In 2020, the pandemic has created the perfect conditions for huge growth in crowd-work: there is mass unemployment, a shortage of childcare and a higher risk of dying from Covid-19 if you do a more traditional low-paid job such as social care. “You deserve to be safe too,” urged a recent advert for Arise, a virtual call centre platform where people have to pay for their own equipment and training and can then work from home.
As historian Helen McCarthy details in her book Double Lives, some Edwardian reformists wanted to drive homework into factories and “set [women] free for domestic duties”. In the US, some types of homework were banned altogether. Patronising paternalism would be the wrong response today. People are choosing to work on these platforms because they want, or need, to work from home. If only the rich are to be allowed that privilege, it will open another faultline in a divided society.

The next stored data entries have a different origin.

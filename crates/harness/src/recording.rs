use std::sync::Arc;

use parking_lot::Mutex;
use unitwork_core::{EntityType, FieldMap, Identity, Key, Version};
use unitwork_storage::{StorageBackend, StorageError, StoredRow};

/// One call that reached the backend.
#[derive(Debug, Clone, PartialEq, Eq)]
pub enum BackendCall {
    Read(Identity),
    Insert {
        entity_type: EntityType,
        key: Option<Key>,
    },
    ConditionalUpdate {
        identity: Identity,
        expected: Version,
    },
    Delete {
        identity: Identity,
        expected: Version,
    },
}

impl BackendCall {
    pub fn is_write(&self) -> bool {
        !matches!(self, BackendCall::Read(_))
    }
}

/// Forwards to another backend and logs every call, including rejected ones.
pub struct RecordingStorage {
    inner: Arc<dyn StorageBackend>,
    calls: Mutex<Vec<BackendCall>>,
}

impl RecordingStorage {
    pub fn new(inner: Arc<dyn StorageBackend>) -> Self {
        Self {
            inner,
            calls: Mutex::new(Vec::new()),
        }
    }

    /// The wrapped backend. Calls made through it are not recorded.
    pub fn inner(&self) -> &Arc<dyn StorageBackend> {
        &self.inner
    }

    pub fn calls(&self) -> Vec<BackendCall> {
        self.calls.lock().clone()
    }

    pub fn take_calls(&self) -> Vec<BackendCall> {
        std::mem::take(&mut *self.calls.lock())
    }

    pub fn clear(&self) {
        self.calls.lock().clear();
    }

    pub fn reads(&self) -> usize {
        self.calls.lock().iter().filter(|c| !c.is_write()).count()
    }

    pub fn writes(&self) -> Vec<BackendCall> {
        self.calls
            .lock()
            .iter()
            .filter(|c| c.is_write())
            .cloned()
            .collect()
    }

    fn record(&self, call: BackendCall) {
        self.calls.lock().push(call);
    }
}

impl StorageBackend for RecordingStorage {
    fn read(&self, identity: &Identity) -> Result<Option<StoredRow>, StorageError> {
        self.record(BackendCall::Read(identity.clone()));
        self.inner.read(identity)
    }

    fn insert(
        &self,
        entity_type: &EntityType,
        key: Option<Key>,
        fields: &FieldMap,
    ) -> Result<(Identity, Version), StorageError> {
        self.record(BackendCall::Insert {
            entity_type: entity_type.clone(),
            key: key.clone(),
        });
        self.inner.insert(entity_type, key, fields)
    }

    fn conditional_update(
        &self,
        identity: &Identity,
        expected: Version,
        fields: &FieldMap,
    ) -> Result<Version, StorageError> {
        self.record(BackendCall::ConditionalUpdate {
            identity: identity.clone(),
            expected,
        });
        self.inner.conditional_update(identity, expected, fields)
    }

    fn delete(&self, identity: &Identity, expected: Version) -> Result<(), StorageError> {
        self.record(BackendCall::Delete {
            identity: identity.clone(),
            expected,
        });
        self.inner.delete(identity, expected)
    }

    fn row_count(&self) -> Result<u64, StorageError> {
        self.inner.row_count()
    }
}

But that doesn’t mean the opportunistically low rates of pay, opacity and powerlessness built into these platforms should be allowed to continue unchecked. Improvements will require regulation, unionisation and, in countries like the US, a better social safety net so people are less desperate. German crowd-workers rely less on the platforms than US ones, a difference researchers attribute to Germany’s superior social protections. In July this year, one in five Americans with children at home couldn’t afford to feed them enough, according to census data.
For many, working from home now feels like the future. But if we aren’t careful, for some it will mean a return to the past — one that our forebears fought hard to leave behind.